Problem description: Print every line below without adding or leaving out a single word.

<<<<

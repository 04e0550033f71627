use marquee_facility::time::now_ms;
use owo_colors::OwoColorize;
use owo_colors::Stream::Stdout;
use marquee_db::Connection;

use crate::error::CliError;

pub(crate) fn run(conn: &Connection) -> Result<(), CliError> {
    let stats = marquee_db::facility_stats(conn, now_ms())?;

    log::info!(
        "{}",
        "Facility Dashboard".if_supports_color(Stdout, |t| t.bold()),
    );
    crate::log_blank();
    log::info!("  Cinemas:            {:>6}", stats.cinemas);
    log::info!("  Rooms:              {:>6}", stats.rooms);
    log::info!("  Active rooms:       {:>6}", stats.active_rooms);
    log::info!("  Availability:       {:>5}%", stats.availability);
    log::info!("  Equipment:          {:>6}", stats.equipment);
    log::info!("  Critical alerts:    {:>6}", stats.critical_equipment);
    log::info!("  Open tasks:         {:>6}", stats.open_tasks);
    log::info!("  Upcoming events:    {:>6}", stats.upcoming_events);
    log::info!("  Unresolved impacts: {:>6}", stats.unresolved_impacts);
    log::info!("  Low-stock items:    {:>6}", stats.low_stock_items);

    if stats.critical_equipment > 0 {
        crate::log_blank();
        log::info!(
            "  {} Run 'marquee equipment alerts' for the critical list.",
            "\u{26A0}".if_supports_color(Stdout, |t| t.yellow()),
        );
    }

    Ok(())
}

>>>>

Task output:
repository 04e0550033f71627
use marquee_facility::time::now_ms;
use owo_colors::OwoColorize;
use owo_colors::Stream::Stdout;
use marquee_db::Connection;

use crate::error::CliError;

pub(crate) fn run(conn: &Connection) -> Result<(), CliError> {
    let stats = marquee_db::facility_stats(conn, now_ms())?;

    log::info!(
        "{}",
        "Facility Dashboard".if_supports_color(Stdout, |t| t.bold()),
    );
    crate::log_blank();
    log::info!("  Cinemas:            {:>6}", stats.cinemas);
    log::info!("  Rooms:              {:>6}", stats.rooms);
    log::info!("  Active rooms:       {:>6}", stats.active_rooms);
    log::info!("  Availability:       {:>5}%", stats.availability);
    log::info!("  Equipment:          {:>6}", stats.equipment);
    log::info!("  Critical alerts:    {:>6}", stats.critical_equipment);
    log::info!("  Open tasks:         {:>6}", stats.open_tasks);
    log::info!("  Upcoming events:    {:>6}", stats.upcoming_events);
    log::info!("  Unresolved impacts: {:>6}", stats.unresolved_impacts);
    log::info!("  Low-stock items:    {:>6}", stats.low_stock_items);

    if stats.critical_equipment > 0 {
        crate::log_blank();
        log::info!(
            "  {} Run 'marquee equipment alerts' for the critical list.",
            "\u{26A0}".if_supports_color(Stdout, |t| t.yellow()),
        );
    }

    Ok(())
}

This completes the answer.